The Tribunal concluded that the Māori people had no conception at the time of the common law principles of possession and transfer of land:

“land was not a tradable or disposable item. Having passed down through forebears from Papatuanuku [the earth mother], it was entailed to the tribe’s future generations.” (Whanganui River Report, p. 106)

Property and ownership are irreconcilable with this ancestor-descendant relationship. The Tribunal recognized that English common law is just one worldview among many:

“…‘land ownership’ is not a universal law but a particular construct of some cultures… In that respect, Māori made no distinction between land and water regimes – they were all part of that which the tribe possessed.”

As would later be enshrined in the legislation for the Whanganui River, the Iwi of the river held a common understanding: “Ko au te Awa, ko te Awa ko au.” I am the River, and the River is me.

Direct action

The strength of the relationship between the river and the Whanganui is evident from their long and determined fight to protect the river. Multiple different Whanganui hapu, or sub-tribes, acted as one people to protect the river against colonial control.

The Iwi attempted to prevent Crown development starting in 1883, through petitions to the government claiming violations of their Treaty rights. When petitioning failed, the Iwi turned to direct action, protecting the River through obstructing work, and refusing offers of compensation to step aside.

Through arrests and threats of further legal action, the Crown eventually forced the Whanganui to abandon their actions. Their fight continued in court: they launched a claim to the river in 1938 in the Native Land Court, which dragged on 24 years through multiple appeals, eventually failing in 1962.

The Tribunal

The creation of the Waitangi Tribunal, in 1975, finally provided a venue for Whanganui Iwi to legally establish their true relationship with the River.
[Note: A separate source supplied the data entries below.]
//! Order engine that owns all relay state.
//!
//! The engine wires the registry, the decline ledger and the notification
//! gateway to the two handlers, and runs the loop that dispatches staff
//! control presses onto bounded worker tasks.

use crate::handlers::{ActionHandler, SubmissionError, SubmissionHandler};
use crate::ledger::DeclineLedger;
use crate::state::{OrderRegistry, RegistryError};
use orderbot_config::Config;
use orderbot_notify::{EventSource, GatewayHandles, NotificationService};
use orderbot_types::{Order, OrderId, SubmitOrdersResponse, SubmittedItem};
use std::future::Future;
use std::sync::Arc;
use std::time::Duration;
use thiserror::Error;
use tokio::sync::{mpsc, Semaphore};
use tracing::{debug, error, info, warn};

/// Errors that can occur while the engine is running.
#[derive(Debug, Error)]
pub enum EngineError {
	#[error("Service error: {0}")]
	Service(String),
}

/// The single service object of a relay process.
#[derive(Clone)]
pub struct OrderEngine {
	pub(crate) config: Config,
	pub(crate) registry: Arc<OrderRegistry>,
	pub(crate) ledger: Arc<DeclineLedger>,
	pub(crate) notifier: NotificationService,
	pub(crate) events: Arc<dyn EventSource>,
	pub(crate) action_handler: Arc<ActionHandler>,
	pub(crate) submission_handler: Arc<SubmissionHandler>,
}

impl OrderEngine {
	pub fn new(config: Config, ledger: Arc<DeclineLedger>, gateway: GatewayHandles) -> Self {
		let registry = Arc::new(OrderRegistry::new());
		let notifier = NotificationService::new(gateway.gateway);

		let action_handler = Arc::new(ActionHandler::new(
			registry.clone(),
			ledger.clone(),
			notifier.clone(),
			config.chats,
		));

		let submission_handler = Arc::new(SubmissionHandler::new(
			registry.clone(),
			ledger.clone(),
			notifier.clone(),
			config.chats,
		));

		Self {
			config,
			registry,
			ledger,
			notifier,
			events: gateway.events,
			action_handler,
			submission_handler,
		}
	}

	/// Runs until Ctrl-C.
	pub async fn run(&self) -> Result<(), EngineError> {
		self.run_until(async {
			if let Err(e) = tokio::signal::ctrl_c().await {
				error!(error = %e, "Failed to listen for shutdown signal");
			}
		})
		.await
	}

	/// Runs until `shutdown` resolves or the event source closes.
	pub async fn run_until<S>(&self, shutdown: S) -> Result<(), EngineError>
	where
		S: Future<Output = ()>,
	{
		let (event_tx, mut event_rx) = mpsc::unbounded_channel();
		self.events
			.start(event_tx)
			.await
			.map_err(|e| EngineError::Service(e.to_string()))?;
		info!(service = %self.config.service.id, "Relay started");

		// Terminal order cleanup
		let registry = self.registry.clone();
		let retention = Duration::from_secs(self.config.orders.terminal_retention_seconds);
		let cleanup_interval =
			tokio::time::interval(Duration::from_secs(self.config.orders.cleanup_interval_seconds));
		let cleanup_handle = tokio::spawn(async move {
			let mut interval = cleanup_interval;
			loop {
				interval.tick().await;
				let removed = registry.prune_terminal(retention).await;
				if removed > 0 {
					debug!(removed, "Pruned terminal orders");
				}
			}
		});

		let semaphore = Arc::new(Semaphore::new(self.config.orders.max_concurrent_handlers));
		tokio::pin!(shutdown);

		loop {
			tokio::select! {
				event = event_rx.recv() => match event {
					Some(event) => {
						self.spawn_handler(&semaphore, move |engine| async move {
							engine.action_handler.handle(event).await;
						})
						.await;
					},
					None => {
						warn!("Event source closed");
						break;
					},
				},

				_ = &mut shutdown => {
					break;
				}
			}
		}

		cleanup_handle.abort();

		self.events
			.stop()
			.await
			.map_err(|e| EngineError::Service(e.to_string()))?;
		info!("Relay stopped");

		Ok(())
	}

	/// Announces a submitted batch. Callable while the loop runs.
	pub async fn submit_orders(
		&self,
		items: Vec<SubmittedItem>,
	) -> Result<SubmitOrdersResponse, SubmissionError> {
		self.submission_handler.handle(items).await
	}

	pub async fn order(&self, order_id: &OrderId) -> Result<Order, RegistryError> {
		self.registry.get(order_id).await
	}

	pub fn config(&self) -> &Config {
		&self.config
	}

	pub fn registry(&self) -> &Arc<OrderRegistry> {
		&self.registry
	}

	pub fn ledger(&self) -> &Arc<DeclineLedger> {
		&self.ledger
	}

	pub fn notifier(&self) -> &NotificationService {
		&self.notifier
	}

	/// Spawns `handler` once a permit is free, keeping the permit until the
	/// task ends.
	async fn spawn_handler<F, Fut>(&self, semaphore: &Arc<Semaphore>, handler: F)
	where
		F: FnOnce(OrderEngine) -> Fut + Send + 'static,
		Fut: Future<Output = ()> + Send,
	{
		let engine = self.clone();
		match semaphore.clone().acquire_owned().await {
			Ok(permit) => {
				tokio::spawn(async move {
					let _permit = permit;
					handler(engine).await;
				});
			},
			Err(e) => {
				error!(error = %e, "Failed to acquire handler permit");
			},
		}
	}
}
Through meeting with people in their own cultural spaces, and hearing testimony in their own language, the Tribunal was able to make unprecedented findings about the peoples’ connection with the River and the restraints they were forced to work under during the colonial era.
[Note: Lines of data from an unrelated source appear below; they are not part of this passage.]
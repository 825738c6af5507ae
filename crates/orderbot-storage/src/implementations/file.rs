//! File-based storage backend.
//!
//! Each key is one JSON file under the configured directory. Writes go to a
//! temporary file first and are renamed into place, so a crash mid-write
//! never leaves a truncated document behind.

use crate::{StorageError, StorageInterface};
use async_trait::async_trait;
use orderbot_types::{ConfigSchema, Field, FieldType, Schema, ValidationError};
use std::path::PathBuf;
use tokio::fs;
use tracing::debug;

const DEFAULT_STORAGE_PATH: &str = "./data";

pub struct FileStorage {
	base_path: PathBuf,
}

impl FileStorage {
	pub fn new(base_path: PathBuf) -> Self {
		Self { base_path }
	}

	/// Maps a key to a filesystem-safe path, e.g. `ledger:blocked_users`
	/// becomes `<base>/ledger_blocked_users.json`.
	fn get_file_path(&self, key: &str) -> PathBuf {
		let safe_key = key.replace(['/', '\\', ':'], "_");
		self.base_path.join(format!("{}.json", safe_key))
	}
}

#[async_trait]
impl StorageInterface for FileStorage {
	async fn get_bytes(&self, key: &str) -> Result<Vec<u8>, StorageError> {
		let path = self.get_file_path(key);
		match fs::read(&path).await {
			Ok(data) => Ok(data),
			Err(e) if e.kind() == std::io::ErrorKind::NotFound => Err(StorageError::NotFound),
			Err(e) => Err(StorageError::Backend(e.to_string())),
		}
	}

	async fn set_bytes(&self, key: &str, value: Vec<u8>) -> Result<(), StorageError> {
		let path = self.get_file_path(key);

		if let Some(parent) = path.parent() {
			fs::create_dir_all(parent)
				.await
				.map_err(|e| StorageError::Backend(e.to_string()))?;
		}

		let temp_path = path.with_extension("json.tmp");
		fs::write(&temp_path, value)
			.await
			.map_err(|e| StorageError::Backend(e.to_string()))?;
		fs::rename(&temp_path, &path)
			.await
			.map_err(|e| StorageError::Backend(e.to_string()))?;

		debug!(path = %path.display(), "Wrote storage file");
		Ok(())
	}

	async fn exists(&self, key: &str) -> Result<bool, StorageError> {
		fs::try_exists(self.get_file_path(key))
			.await
			.map_err(|e| StorageError::Backend(e.to_string()))
	}

	fn config_schema(&self) -> Box<dyn ConfigSchema> {
		Box::new(FileStorageSchema)
	}
}

/// Configuration schema for FileStorage.
pub struct FileStorageSchema;

impl ConfigSchema for FileStorageSchema {
	fn validate(&self, config: &toml::Value) -> Result<(), ValidationError> {
		let schema = Schema::new(
			vec![],
			vec![
				Field::new("storage_path", FieldType::String).with_validator(|value| {
					match value.as_str() {
						Some(path) if path.trim().is_empty() => {
							Err("storage_path cannot be empty".to_string())
						},
						_ => Ok(()),
					}
				}),
			],
		);
		schema.validate(config)
	}
}

/// Builds a file backend from its config table.
///
/// Configuration parameters:
/// - `storage_path`: directory holding the documents (default: "./data")
pub fn create_storage(config: &toml::Value) -> Result<Box<dyn StorageInterface>, StorageError> {
	FileStorageSchema
		.validate(config)
		.map_err(|e| StorageError::Configuration(e.to_string()))?;

	let storage_path = config
		.get("storage_path")
		.and_then(|v| v.as_str())
		.unwrap_or(DEFAULT_STORAGE_PATH);

	Ok(Box::new(FileStorage::new(PathBuf::from(storage_path))))
}

#[cfg(test)]
mod tests {
	use super::*;
	use tempfile::TempDir;

	#[tokio::test]
	async fn test_write_read_overwrite() {
		let dir = TempDir::new().unwrap();
		let storage = FileStorage::new(dir.path().to_path_buf());

		assert!(!storage.exists("ledger:blocked_users").await.unwrap());
		storage
			.set_bytes("ledger:blocked_users", b"{}".to_vec())
			.await
			.unwrap();

		assert!(dir.path().join("ledger_blocked_users.json").exists());
		assert!(!dir.path().join("ledger_blocked_users.json.tmp").exists());
		assert_eq!(
			storage.get_bytes("ledger:blocked_users").await.unwrap(),
			b"{}".to_vec()
		);

		assert!(storage.exists("ledger:blocked_users").await.unwrap());

		storage
			.set_bytes("ledger:blocked_users", b"{\"a\":1}".to_vec())
			.await
			.unwrap();
		assert_eq!(
			storage.get_bytes("ledger:blocked_users").await.unwrap(),
			b"{\"a\":1}".to_vec()
		);
		assert!(matches!(
			storage.get_bytes("ledger:other").await,
			Err(StorageError::NotFound)
		));
	}

	#[tokio::test]
	async fn test_creates_missing_directory() {
		let dir = TempDir::new().unwrap();
		let nested = dir.path().join("state").join("relay");
		let storage = FileStorage::new(nested.clone());

		storage.set_bytes("ledger:doc", b"[]".to_vec()).await.unwrap();
		assert!(nested.join("ledger_doc.json").exists());
	}

	#[test]
	fn test_factory_validates_config() {
		let ok: toml::Value = toml::from_str(r#"storage_path = "/tmp/relay""#).unwrap();
		assert!(create_storage(&ok).is_ok());

		let empty: toml::Value = toml::from_str(r#"storage_path = " ""#).unwrap();
		assert!(matches!(
			create_storage(&empty),
			Err(StorageError::Configuration(_))
		));

		let wrong: toml::Value = toml::from_str("storage_path = 3").unwrap();
		assert!(create_storage(&wrong).is_err());
	}
}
The Tribunal concluded that the unique claim required a unique solution:

“What makes this case unique is that the Whanganui River, from its source to the sea, was central to the lives and identity of the river people … [and] the unique should not be taken as the norm.” (Whanganui River Report, p. 341)
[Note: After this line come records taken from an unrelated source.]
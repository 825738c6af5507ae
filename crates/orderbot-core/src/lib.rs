//! Core relay logic.
//!
//! Ties together the order registry, the decline ledger and the notification
//! gateway. The [`OrderEngine`] is the single owner of mutable state in a
//! relay process; the HTTP API and the gateway event source both feed it.

pub mod builder;
pub mod engine;
pub mod grouping;
pub mod handlers;
pub mod ledger;
pub mod messages;
pub mod state;

pub use builder::{BuilderError, RelayBuilder, RelayFactories};
pub use engine::{EngineError, OrderEngine};
pub use handlers::{Rejection, SubmissionError, TransitionOutcome};
pub use ledger::{DeclineLedger, DeclineRecord, LedgerState};
pub use state::{OrderRegistry, RegistryError};
//! Helper utilities for common operations.

/// Current UNIX timestamp in seconds, or 0 if the clock is before the epoch.
pub fn current_timestamp() -> u64 {
	std::time::SystemTime::now()
		.duration_since(std::time::UNIX_EPOCH)
		.map(|d| d.as_secs())
		.unwrap_or(0)
}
Following the publication of the Whanganui River Report, the Whanganui Iwi and the Crown began a long process of negotiation, ending in 2014 with Ruruku Whakatupua, a settlement deed. The deed recognizes the Whanganui River as a legal entity, Te Awa Tupua, with rights equivalent to personhood.

The legislation

Legislation formalizing Te Awa Tupua was ratified on March 20th, 2017: Te Awa Tupua (Whanganui River Claims Settlement) Act [the Act]. The river is declared an indivisible and living whole from the mountains to the sea, holding “the rights, powers, duties and liabilities of a legal person.”

To uphold these rights and interests, the Act creates Te Pou Tupua, a two-person governing body to act as the human face of the river. Designed to “advise and support Te Awa Tupua in the exercise of its functions,” this body is made up of one representative nominated by the Iwi with interests in the Whanganui River, and one representative from the Crown. The first representatives were appointed on September 4th, 2017.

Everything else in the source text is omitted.